Start of MATERIAL FOR THIS TASK

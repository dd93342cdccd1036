//! Output formatting utilities for CLI commands

use comfy_table::{presets::UTF8_FULL_CONDENSED, Cell, ContentArrangement, Table};

/// Build a table with the house style: condensed UTF-8 borders, dynamic
/// column widths.
pub fn new_table(headers: &[&str]) -> Table {
    let mut table = Table::new();
    table
        .load_preset(UTF8_FULL_CONDENSED)
        .set_content_arrangement(ContentArrangement::Dynamic)
        .set_header(headers.iter().map(|h| Cell::new(h)));
    table
}

/// Print an error as a JSON object on stdout (for `--json` consumers).
pub fn print_json_error(err: &anyhow::Error) {
    let payload = serde_json::json!({
        "status": "error",
        "error": format!("{:#}", err),
    });
    println!("{}", payload);
}

/// Resolve the acting user for metadata records: explicit flag first,
/// then the login environment, then a fixed fallback.
pub fn resolve_owner(explicit: Option<String>) -> String {
    explicit.unwrap_or_else(|| {
        std::env::var("USER")
            .or_else(|_| std::env::var("USERNAME"))
            .unwrap_or_else(|_| "unknown".to_string())
    })
}
//! `labrat archive` command: zip a directory without removing it.

use anyhow::{Context, Result};
use clap::Args;
use std::path::PathBuf;
use tracing::warn;

use labrat::config;
use labrat::ProjectManager;

#[derive(Args, Debug)]
pub struct ArchiveArgs {
    /// Directory to archive
    pub path: PathBuf,

    /// Archive destination (default: configured, else ~/.labrat/archives)
    #[arg(short, long)]
    pub destination: Option<PathBuf>,

    /// Base name for the archive (default: metadata record, else dir name)
    #[arg(short, long)]
    pub name: Option<String>,

    /// Output as JSON
    #[arg(long)]
    pub json: bool,
}

pub fn run(args: ArchiveArgs) -> Result<()> {
    let config = config::load_default_config().context("failed to load config")?;
    let manager = ProjectManager::from_config(&config);

    let destination = args
        .destination
        .or_else(|| config.archive_dir.clone())
        .unwrap_or_else(config::default_archive_dir);

    let job = match &args.name {
        Some(name) => labrat::archive::archive(&args.path, &destination, name)?,
        None => manager.archive_project(&args.path, &destination)?,
    };

    for warning in &job.warnings {
        warn!("{}", warning);
    }

    if args.json {
        let payload = serde_json::json!({
            "archive": job.archive_path,
            "source": job.source_path,
            "files_archived": job.files_archived,
            "warnings": job.warnings,
        });
        println!("{}", serde_json::to_string_pretty(&payload)?);
    } else {
        println!(
            "Archived {} file(s) to {}",
            job.files_archived,
            job.archive_path.display()
        );
        if !job.warnings.is_empty() {
            println!("{} entries skipped, see log for details", job.warnings.len());
        }
    }
    Ok(())
}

End of MATERIAL FOR THIS TASK

TO DO: Produce a verbatim copy of the lines from the one holding "configured, else ~/.labrat/archives)" to the final line of the data, and nothing more.

REPLY:
    /// Archive destination (default: configured, else ~/.labrat/archives)
    #[arg(short, long)]
    pub destination: Option<PathBuf>,

    /// Base name for the archive (default: metadata record, else dir name)
    #[arg(short, long)]
    pub name: Option<String>,

    /// Output as JSON
    #[arg(long)]
    pub json: bool,
}

pub fn run(args: ArchiveArgs) -> Result<()> {
    let config = config::load_default_config().context("failed to load config")?;
    let manager = ProjectManager::from_config(&config);

    let destination = args
        .destination
        .or_else(|| config.archive_dir.clone())
        .unwrap_or_else(config::default_archive_dir);

    let job = match &args.name {
        Some(name) => labrat::archive::archive(&args.path, &destination, name)?,
        None => manager.archive_project(&args.path, &destination)?,
    };

    for warning in &job.warnings {
        warn!("{}", warning);
    }

    if args.json {
        let payload = serde_json::json!({
            "archive": job.archive_path,
            "source": job.source_path,
            "files_archived": job.files_archived,
            "warnings": job.warnings,
        });
        println!("{}", serde_json::to_string_pretty(&payload)?);
    } else {
        println!(
            "Archived {} file(s) to {}",
            job.files_archived,
            job.archive_path.display()
        );
        if !job.warnings.is_empty() {
            println!("{} entries skipped, see log for details", job.warnings.len());
        }
    }
    Ok(())
}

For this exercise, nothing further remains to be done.